[DIRECTIONS]
The required output is every record, written out exactly.

[GIVEN DATA]
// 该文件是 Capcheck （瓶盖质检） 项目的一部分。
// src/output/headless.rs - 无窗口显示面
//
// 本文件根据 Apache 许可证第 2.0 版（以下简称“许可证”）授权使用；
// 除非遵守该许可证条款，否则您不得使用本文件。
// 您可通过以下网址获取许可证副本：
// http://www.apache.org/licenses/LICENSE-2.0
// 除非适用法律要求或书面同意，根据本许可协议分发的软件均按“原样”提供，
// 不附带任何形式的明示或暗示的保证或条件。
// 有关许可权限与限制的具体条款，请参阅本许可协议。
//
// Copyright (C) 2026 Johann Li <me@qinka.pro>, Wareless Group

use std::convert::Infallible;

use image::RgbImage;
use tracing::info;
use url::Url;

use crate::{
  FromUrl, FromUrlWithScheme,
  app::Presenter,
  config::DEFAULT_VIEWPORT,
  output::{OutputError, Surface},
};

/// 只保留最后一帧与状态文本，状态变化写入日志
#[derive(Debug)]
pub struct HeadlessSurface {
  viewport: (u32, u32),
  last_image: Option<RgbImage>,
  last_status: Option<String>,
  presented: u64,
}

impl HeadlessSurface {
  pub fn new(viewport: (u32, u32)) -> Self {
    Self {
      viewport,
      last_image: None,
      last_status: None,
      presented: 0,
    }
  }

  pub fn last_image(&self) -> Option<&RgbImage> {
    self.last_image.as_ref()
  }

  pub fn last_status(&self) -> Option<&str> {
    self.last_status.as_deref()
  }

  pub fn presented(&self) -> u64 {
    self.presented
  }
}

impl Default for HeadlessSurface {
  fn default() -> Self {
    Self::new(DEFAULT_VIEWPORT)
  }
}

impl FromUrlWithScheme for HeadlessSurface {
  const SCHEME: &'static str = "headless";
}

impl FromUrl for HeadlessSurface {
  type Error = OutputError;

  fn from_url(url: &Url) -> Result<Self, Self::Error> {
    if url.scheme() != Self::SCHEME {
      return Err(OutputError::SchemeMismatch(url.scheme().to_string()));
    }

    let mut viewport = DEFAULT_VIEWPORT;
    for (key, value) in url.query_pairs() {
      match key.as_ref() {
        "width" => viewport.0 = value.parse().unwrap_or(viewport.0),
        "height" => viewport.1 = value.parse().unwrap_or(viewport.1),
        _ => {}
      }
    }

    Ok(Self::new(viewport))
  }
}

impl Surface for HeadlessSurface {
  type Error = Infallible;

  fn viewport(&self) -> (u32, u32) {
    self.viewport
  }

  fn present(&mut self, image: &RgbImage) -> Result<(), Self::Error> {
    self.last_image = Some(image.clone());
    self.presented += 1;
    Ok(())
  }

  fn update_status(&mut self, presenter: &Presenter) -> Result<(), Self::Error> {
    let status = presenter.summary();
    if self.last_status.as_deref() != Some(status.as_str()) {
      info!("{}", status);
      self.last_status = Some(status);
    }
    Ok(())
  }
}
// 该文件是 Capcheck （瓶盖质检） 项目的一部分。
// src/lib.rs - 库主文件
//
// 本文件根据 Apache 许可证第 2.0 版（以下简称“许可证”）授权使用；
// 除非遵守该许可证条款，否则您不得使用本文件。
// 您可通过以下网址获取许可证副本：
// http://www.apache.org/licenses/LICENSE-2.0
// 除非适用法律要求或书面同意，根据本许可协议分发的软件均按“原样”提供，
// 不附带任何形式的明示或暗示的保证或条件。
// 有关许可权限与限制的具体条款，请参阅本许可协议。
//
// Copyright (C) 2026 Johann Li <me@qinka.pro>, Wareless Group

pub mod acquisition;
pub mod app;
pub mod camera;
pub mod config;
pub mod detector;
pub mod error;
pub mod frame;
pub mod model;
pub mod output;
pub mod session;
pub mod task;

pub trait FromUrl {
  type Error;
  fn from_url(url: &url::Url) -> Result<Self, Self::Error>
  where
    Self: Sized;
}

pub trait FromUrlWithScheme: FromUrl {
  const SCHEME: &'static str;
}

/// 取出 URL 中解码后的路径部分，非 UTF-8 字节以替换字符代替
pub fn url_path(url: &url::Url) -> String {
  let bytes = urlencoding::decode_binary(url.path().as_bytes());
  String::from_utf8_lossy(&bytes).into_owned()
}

[OUTPUT]
// 该文件是 Capcheck （瓶盖质检） 项目的一部分。
// src/output/headless.rs - 无窗口显示面
//
// 本文件根据 Apache 许可证第 2.0 版（以下简称“许可证”）授权使用；
// 除非遵守该许可证条款，否则您不得使用本文件。
// 您可通过以下网址获取许可证副本：
// http://www.apache.org/licenses/LICENSE-2.0
// 除非适用法律要求或书面同意，根据本许可协议分发的软件均按“原样”提供，
// 不附带任何形式的明示或暗示的保证或条件。
// 有关许可权限与限制的具体条款，请参阅本许可协议。
//
// Copyright (C) 2026 Johann Li <me@qinka.pro>, Wareless Group

use std::convert::Infallible;

use image::RgbImage;
use tracing::info;
use url::Url;

use crate::{
  FromUrl, FromUrlWithScheme,
  app::Presenter,
  config::DEFAULT_VIEWPORT,
  output::{OutputError, Surface},
};

/// 只保留最后一帧与状态文本，状态变化写入日志
#[derive(Debug)]
pub struct HeadlessSurface {
  viewport: (u32, u32),
  last_image: Option<RgbImage>,
  last_status: Option<String>,
  presented: u64,
}

impl HeadlessSurface {
  pub fn new(viewport: (u32, u32)) -> Self {
    Self {
      viewport,
      last_image: None,
      last_status: None,
      presented: 0,
    }
  }

  pub fn last_image(&self) -> Option<&RgbImage> {
    self.last_image.as_ref()
  }

  pub fn last_status(&self) -> Option<&str> {
    self.last_status.as_deref()
  }

  pub fn presented(&self) -> u64 {
    self.presented
  }
}

impl Default for HeadlessSurface {
  fn default() -> Self {
    Self::new(DEFAULT_VIEWPORT)
  }
}

impl FromUrlWithScheme for HeadlessSurface {
  const SCHEME: &'static str = "headless";
}

impl FromUrl for HeadlessSurface {
  type Error = OutputError;

  fn from_url(url: &Url) -> Result<Self, Self::Error> {
    if url.scheme() != Self::SCHEME {
      return Err(OutputError::SchemeMismatch(url.scheme().to_string()));
    }

    let mut viewport = DEFAULT_VIEWPORT;
    for (key, value) in url.query_pairs() {
      match key.as_ref() {
        "width" => viewport.0 = value.parse().unwrap_or(viewport.0),
        "height" => viewport.1 = value.parse().unwrap_or(viewport.1),
        _ => {}
      }
    }

    Ok(Self::new(viewport))
  }
}

impl Surface for HeadlessSurface {
  type Error = Infallible;

  fn viewport(&self) -> (u32, u32) {
    self.viewport
  }

  fn present(&mut self, image: &RgbImage) -> Result<(), Self::Error> {
    self.last_image = Some(image.clone());
    self.presented += 1;
    Ok(())
  }

  fn update_status(&mut self, presenter: &Presenter) -> Result<(), Self::Error> {
    let status = presenter.summary();
    if self.last_status.as_deref() != Some(status.as_str()) {
      info!("{}", status);
      self.last_status = Some(status);
    }
    Ok(())
  }
}
// 该文件是 Capcheck （瓶盖质检） 项目的一部分。
// src/lib.rs - 库主文件
//
// 本文件根据 Apache 许可证第 2.0 版（以下简称“许可证”）授权使用；
// 除非遵守该许可证条款，否则您不得使用本文件。
// 您可通过以下网址获取许可证副本：
// http://www.apache.org/licenses/LICENSE-2.0
// 除非适用法律要求或书面同意，根据本许可协议分发的软件均按“原样”提供，
// 不附带任何形式的明示或暗示的保证或条件。
// 有关许可权限与限制的具体条款，请参阅本许可协议。
//
// Copyright (C) 2026 Johann Li <me@qinka.pro>, Wareless Group

pub mod acquisition;
pub mod app;
pub mod camera;
pub mod config;
pub mod detector;
pub mod error;
pub mod frame;
pub mod model;
pub mod output;
pub mod session;
pub mod task;

pub trait FromUrl {
  type Error;
  fn from_url(url: &url::Url) -> Result<Self, Self::Error>
  where
    Self: Sized;
}

pub trait FromUrlWithScheme: FromUrl {
  const SCHEME: &'static str;
}

/// 取出 URL 中解码后的路径部分，非 UTF-8 字节以替换字符代替
pub fn url_path(url: &url::Url) -> String {
  let bytes = urlencoding::decode_binary(url.path().as_bytes());
  String::from_utf8_lossy(&bytes).into_owned()
}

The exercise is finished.